Lentiviral transduction
Pre-packaged lentiviral particles that either encoded a non-targeting shRNA (negative shRNA, sc-108080) or sequences specifically targeting the human ACCα(ACACA1) gene (sc-40312-V) were purchased from a commercial provider (Santa Cruz Biotechnology, Inc.). To infect MCF-7 cells with virus, the regular medium was replaced with culture medium containing 5 μg/mL polybrene (Santa Cruz Biotechnology, sc-124220). MCF-7 cells were then exposed to lentiviruses for 48 h. The lentiviral shRNA particles also encode a puromycin resistance gene for transduction selection. After infection, the cells were washed and grown in culture medium containing 10 μg/mL puromycin dihydrochloride (Sigma, P9620) for an additional 72 h. The MCF-7 cells were allowed to proliferate for at least 1 week before any experimental procedures. To monitor the lentiviral transduction efficiency and transgene expression during the experiment we incubated additional subsets of MCF-7 cells with lentiviral particles encoding a green fluorescence protein (GFP) reporter (sc-108084). The transduction efficiency (>90%) was calculated as the ratio of the number of GFP-positive cells to the total number of cells from five random visual fields in three independent culture experiments.

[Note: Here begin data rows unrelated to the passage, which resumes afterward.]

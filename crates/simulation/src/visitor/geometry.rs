//! Lane geometry in the XZ plane. Grid `y` runs along world `z`.

use bevy::prelude::*;

use crate::map_navigation::NavDir;

/// World-axis heading of a visitor.
#[derive(Debug, Clone, Copy, PartialEq, Eq, Hash)]
pub enum MapDir {
    PlusY,
    MinusY,
    PlusX,
    MinusX,
}

/// Which way an arc bends, seen from above.
#[derive(Debug, Clone, Copy, PartialEq, Eq, Hash)]
pub enum LineSide {
    Ccw,
    Cw,
}

impl MapDir {
    /// Unit heading as `(x, z)`.
    pub fn walk_vector(self) -> Vec2 {
        match self {
            MapDir::PlusY => Vec2::new(0.0, 1.0),
            MapDir::MinusY => Vec2::new(0.0, -1.0),
            MapDir::PlusX => Vec2::new(1.0, 0.0),
            MapDir::MinusX => Vec2::new(-1.0, 0.0),
        }
    }

    pub fn is_x_axis(self) -> bool {
        matches!(self, MapDir::PlusX | MapDir::MinusX)
    }

    /// Next heading a quarter turn counter-clockwise.
    pub fn rotated_ccw(self) -> MapDir {
        match self {
            MapDir::PlusY => MapDir::MinusX,
            MapDir::MinusX => MapDir::MinusY,
            MapDir::MinusY => MapDir::PlusX,
            MapDir::PlusX => MapDir::PlusY,
        }
    }

    pub fn nav_dir(self) -> NavDir {
        match self {
            MapDir::PlusY => NavDir::Up,
            MapDir::MinusY => NavDir::Down,
            MapDir::PlusX => NavDir::Right,
            MapDir::MinusX => NavDir::Left,
        }
    }

    /// Heading from `from` towards `to`. X differences win over Y; equal
    /// cells keep `default`.
    pub fn between(from: IVec2, to: IVec2, default: MapDir) -> MapDir {
        if to.x < from.x {
            MapDir::MinusX
        } else if to.x > from.x {
            MapDir::PlusX
        } else if to.y < from.y {
            MapDir::MinusY
        } else if to.y > from.y {
            MapDir::PlusY
        } else {
            default
        }
    }

    /// Whether `to` lies strictly ahead of `from` along this heading.
    pub fn is_ahead(self, from: IVec2, to: IVec2) -> bool {
        match self {
            MapDir::PlusY => from.y < to.y,
            MapDir::MinusY => from.y > to.y,
            MapDir::PlusX => from.x < to.x,
            MapDir::MinusX => from.x > to.x,
        }
    }

    /// Whether `to` lies strictly behind `from` along this heading.
    pub fn is_behind(self, from: IVec2, to: IVec2) -> bool {
        match self {
            MapDir::PlusY => from.y > to.y,
            MapDir::MinusY => from.y < to.y,
            MapDir::PlusX => from.x > to.x,
            MapDir::MinusX => from.x < to.x,
        }
    }

    /// Which way to bend when the current heading is `current` and the
    /// visitor has to end up facing `self`.
    pub fn turn_side_from(self, current: MapDir) -> LineSide {
        match self {
            MapDir::PlusX if current == MapDir::PlusY => LineSide::Cw,
            MapDir::PlusX => LineSide::Ccw,
            MapDir::MinusX if current == MapDir::PlusY => LineSide::Ccw,
            MapDir::MinusX => LineSide::Cw,
            MapDir::PlusY if current == MapDir::PlusX => LineSide::Ccw,
            MapDir::PlusY => LineSide::Cw,
            MapDir::MinusY if current == MapDir::PlusX => LineSide::Cw,
            MapDir::MinusY => LineSide::Ccw,
        }
    }
}

/// Point where a visitor walking `dir` enters `tile`: on the entering edge,
/// shifted sideways onto its lane.
pub fn arrive_position(dir: MapDir, tile: IVec2, tile_dim: f32, lane_side: f32) -> Vec2 {
    let centre = tile.as_vec2() * tile_dim + Vec2::splat(tile_dim * 0.5);
    let lane = tile_dim * (0.5 - lane_side);
    let edge = tile_dim * 0.5;
    centre
        + match dir {
            MapDir::PlusY => Vec2::new(lane, -edge),
            MapDir::MinusY => Vec2::new(-lane, edge),
            MapDir::PlusX => Vec2::new(-edge, -lane),
            MapDir::MinusX => Vec2::new(edge, lane),
        }
}

pub fn rotate_vector(v: Vec2, angle: f32, side: LineSide) -> Vec2 {
    let b = match side {
        LineSide::Ccw => angle,
        LineSide::Cw => -angle,
    };
    let (sin, cos) = b.sin_cos();
    Vec2::new(cos * v.x - sin * v.y, sin * v.x + cos * v.y)
}

/// Perpendicular of `dir` pointing to `side`.
pub fn normal_on_side(dir: Vec2, side: LineSide) -> Vec2 {
    match side {
        LineSide::Cw => Vec2::new(dir.y, -dir.x),
        LineSide::Ccw => Vec2::new(-dir.y, dir.x),
    }
}

#[cfg(test)]
mod tests {
    use std::f32::consts::FRAC_PI_2;

    use super::*;

    const ALL: [MapDir; 4] = [MapDir::PlusY, MapDir::MinusY, MapDir::PlusX, MapDir::MinusX];

    fn close(a: Vec2, b: Vec2) -> bool {
        (a - b).length() < 1e-3
    }

    #[test]
    fn test_arrive_positions_sit_on_entering_edge() {
        let t = IVec2::new(2, 3);
        assert_eq!(arrive_position(MapDir::PlusY, t, 200.0, 0.25), Vec2::new(550.0, 600.0));
        assert_eq!(arrive_position(MapDir::MinusY, t, 200.0, 0.25), Vec2::new(450.0, 800.0));
        assert_eq!(arrive_position(MapDir::PlusX, t, 200.0, 0.25), Vec2::new(400.0, 650.0));
        assert_eq!(arrive_position(MapDir::MinusX, t, 200.0, 0.25), Vec2::new(600.0, 750.0));
    }

    #[test]
    fn test_opposite_lanes_do_not_overlap() {
        let t = IVec2::new(0, 0);
        let up = arrive_position(MapDir::PlusY, t, 200.0, 0.25);
        let down = arrive_position(MapDir::MinusY, t, 200.0, 0.25);
        assert_eq!((up.x - down.x).abs(), 100.0);
    }

    #[test]
    fn test_rotate_quarter_turn_matches_ccw_heading() {
        for dir in ALL {
            let rotated = rotate_vector(dir.walk_vector(), FRAC_PI_2, LineSide::Ccw);
            assert!(close(rotated, dir.rotated_ccw().walk_vector()), "{dir:?}");
        }
    }

    #[test]
    fn test_rotate_cw_undoes_ccw() {
        let v = Vec2::new(3.0, -1.5);
        let back = rotate_vector(rotate_vector(v, 0.7, LineSide::Ccw), 0.7, LineSide::Cw);
        assert!(close(v, back));
    }

    #[test]
    fn test_normal_points_towards_turn() {
        // A quarter CCW turn ends up heading along the CCW normal.
        for dir in ALL {
            let v = dir.walk_vector();
            assert!(close(
                normal_on_side(v, LineSide::Ccw),
                rotate_vector(v, FRAC_PI_2, LineSide::Ccw)
            ));
            assert!(close(
                normal_on_side(v, LineSide::Cw),
                rotate_vector(v, FRAC_PI_2, LineSide::Cw)
            ));
        }
    }

    #[test]
    fn test_turn_side_bends_towards_destination() {
        for current in ALL {
            for dest in ALL {
                if current.is_x_axis() == dest.is_x_axis() {
                    continue;
                }
                let side = dest.turn_side_from(current);
                let turned = rotate_vector(current.walk_vector(), FRAC_PI_2, side);
                assert!(close(turned, dest.walk_vector()), "{current:?} -> {dest:?}");
            }
        }
    }

    #[test]
    fn test_between_prefers_x() {
        let from = IVec2::new(1, 1);
        assert_eq!(MapDir::between(from, IVec2::new(0, 5), MapDir::PlusY), MapDir::MinusX);
        assert_eq!(MapDir::between(from, IVec2::new(1, 0), MapDir::PlusY), MapDir::MinusY);
        assert_eq!(MapDir::between(from, from, MapDir::PlusX), MapDir::PlusX);
    }

    #[test]
    fn test_ahead_and_behind() {
        let from = IVec2::new(2, 2);
        assert!(MapDir::PlusY.is_ahead(from, IVec2::new(2, 3)));
        assert!(MapDir::PlusY.is_behind(from, IVec2::new(2, 1)));
        assert!(!MapDir::PlusY.is_ahead(from, IVec2::new(3, 2)));
        assert!(!MapDir::PlusY.is_behind(from, IVec2::new(3, 2)));
        assert!(MapDir::MinusX.is_ahead(from, IVec2::new(1, 2)));
    }

    #[test]
    fn test_nav_dir_mapping() {
        assert_eq!(MapDir::PlusY.nav_dir(), NavDir::Up);
        assert_eq!(MapDir::MinusY.nav_dir(), NavDir::Down);
        assert_eq!(MapDir::PlusX.nav_dir(), NavDir::Right);
        assert_eq!(MapDir::MinusX.nav_dir(), NavDir::Left);
    }
}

Reactive Oxygen Species (ROS) Detection
Untreated cells as well as cells treated with soraphen A were incubated 60 min with 10 μmol/L 2’,7’-dihydro-dichlorofluorescein-diacetate (H2DCF-DA) (Invitrogen/Molecular Probes) at 37°C. Cellular green fluorescence was then measured by flow cytometry. Following oxidation by ROS and peroxides within cells the non-fluorescent substrate H2DCF-DA is converted to the highly fluorescent derivative DCF [63-65]. The cell-permeant non-fluorescent H2DCF-DA upon cleavage of the acetate moiety by intercellular esterases and oxidation by ROS is converted to strongly fluorescent DCF and thus reports the ROS abundance.
Immunoblotting
Testing for the total expression level of ACACA1 was performed by immunoblotting procedures using the ACCα (H-76) sc-30212 rabbit polyclonal antibody (Santa Cruz Biotechnology, Inc.) according to the manufacturer's instructions.
Statistical analysis
The results are presented as the mean ± SD for at least three repeated individual experiments for each group. The analyses were performed using XLSTAT 2010 (AddinsoftTM). A P-value ≤ 0.01 was considered statistically significant.
Acknowledgments
This work was financially supported by the Ministerio de Ciencia e Innovación (SAF2012-38914), Plan Nacional de I+D+I, MICINN, Spain.
Footnotes
Conflict Of Interest Statement
The authors of this manuscript have no conflicts of interest to declare.